立ちのぼる炎は時おり思い出したようにゆれ、又じっとまっすぐ立ちのぼっています。
いつまで見ていても見あきることのない炎。炎というのは、焚火の炎であれ、マキストーブの中の炎であれ、なぜか人の心をとらえてはなさない不思議な魅力があります。
高さ3センチちょっとの手づくりの和ローソク、一見クレヨンをおもわせるカラフルなローソクのパッケージには、なぜかねずみを見張るネコが大きくデザインされています。
今、ローソクは大きく分けて、石油から精製されたパラフィンでつくられる西洋ローソクと呼ばれる一般的なローソクと、中世に始まった日本伝統のウルシやハゼの実からとった木蝋からつくられる和ローソクがあります。
和ローソクは植物由来の木蝋が原料とあって、ローソクを好物とするネズミを近づけないために、かつてローソクをつくるお店でネコの役割は大きかったとか。
このパッケージは、カラフルな和ローソクが植物性であることの証なのです。
ローソクは奈良時代に中国から仏教とともに伝えられましたが、このローソクは蜜蜂の巣からとれる蜜蝋を原料としたとても貴重なもので、明かりとしても宮殿や神殿、寺院などで儀式用として用いられてきました。

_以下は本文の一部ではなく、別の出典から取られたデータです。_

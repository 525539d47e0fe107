// ============================================================
// Layer 4: English Stopwords
// ============================================================
// The NLTK English stopword list (179 entries).
//
// Stopword filtering runs after punctuation has been stripped,
// so contractions reach this list without their apostrophe
// ("don't" → "dont"). The list still carries both forms, plus the
// fragments ("don", "t", "s", ...) that show up when an
// apostrophe was already a separator in the source text.

use std::collections::HashSet;
use std::sync::LazyLock;

pub const ENGLISH: [&str; 179] = [
    "i", "me", "my", "myself", "we", "our", "ours", "ourselves", "you", "you're",
    "you've", "you'll", "you'd", "your", "yours", "yourself", "yourselves", "he",
    "him", "his", "himself", "she", "she's", "her", "hers", "herself", "it", "it's",
    "its", "itself", "they", "them", "their", "theirs", "themselves", "what",
    "which", "who", "whom", "this", "that", "that'll", "these", "those", "am", "is",
    "are", "was", "were", "be", "been", "being", "have", "has", "had", "having",
    "do", "does", "did", "doing", "a", "an", "the", "and", "but", "if", "or",
    "because", "as", "until", "while", "of", "at", "by", "for", "with", "about",
    "against", "between", "into", "through", "during", "before", "after", "above",
    "below", "to", "from", "up", "down", "in", "out", "on", "off", "over", "under",
    "again", "further", "then", "once", "here", "there", "when", "where", "why",
    "how", "all", "any", "both", "each", "few", "more", "most", "other", "some",
    "such", "no", "nor", "not", "only", "own", "same", "so", "than", "too", "very",
    "s", "t", "can", "will", "just", "don", "don't", "should", "should've", "now",
    "d", "ll", "m", "o", "re", "ve", "y", "ain", "aren", "aren't", "couldn",
    "couldn't", "didn", "didn't", "doesn", "doesn't", "hadn", "hadn't", "hasn",
    "hasn't", "haven", "haven't", "isn", "isn't", "ma", "mightn", "mightn't",
    "mustn", "mustn't", "needn", "needn't", "shan", "shan't", "shouldn",
    "shouldn't", "wasn", "wasn't", "weren", "weren't", "won", "won't", "wouldn",
    "wouldn't",
];

static ENGLISH_SET: LazyLock<HashSet<&'static str>> =
    LazyLock::new(|| ENGLISH.iter().copied().collect());

/// True if `word` (already lowercase) is an English stopword.
pub fn is_stopword(word: &str) -> bool {
    ENGLISH_SET.contains(word)
}

#[cfg(test)]
mod tests {
    use super::*;

    #[test]
    fn test_list_has_no_duplicates() {
        assert_eq!(ENGLISH_SET.len(), ENGLISH.len());
    }

    #[test]
    fn test_common_words() {
        assert!(is_stopword("the"));
        assert!(is_stopword("wouldn"));
        assert!(!is_stopword("reuters"));
        // Matching is exact, callers lowercase first
        assert!(!is_stopword("The"));
    }
}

江戸時代となると木蝋の原料となるハゼの木の栽培が進み、外出用の提灯の明かりとして利用されるようになり、和ローソクは次第に普及していったのです。
和ローソクは、その明るさ、燃えてもススが出ない、炎でとけた蝋は芯から吸い上げられて燃えるために蝋がたれない香りがいいなどの理由で寺院などでは欠かせないものとされて、今日に至っていますが、昨今ハゼの木を栽培する人が減ったために、ライスオイルからつくる植物蝋も和ローソクの原料になっています。
このところ、ローソクがインテリアとして注目を集めるようになり、いわゆるキャンドルと違って植物性の和ローソクへの関心が高まり、このかわいい和ローソクも今、人気なのです。
いつの時代にも人の心をとらえてはなさない炎のふしぎなチカラが和ローソクの新しい時代をひらこうとしているのです。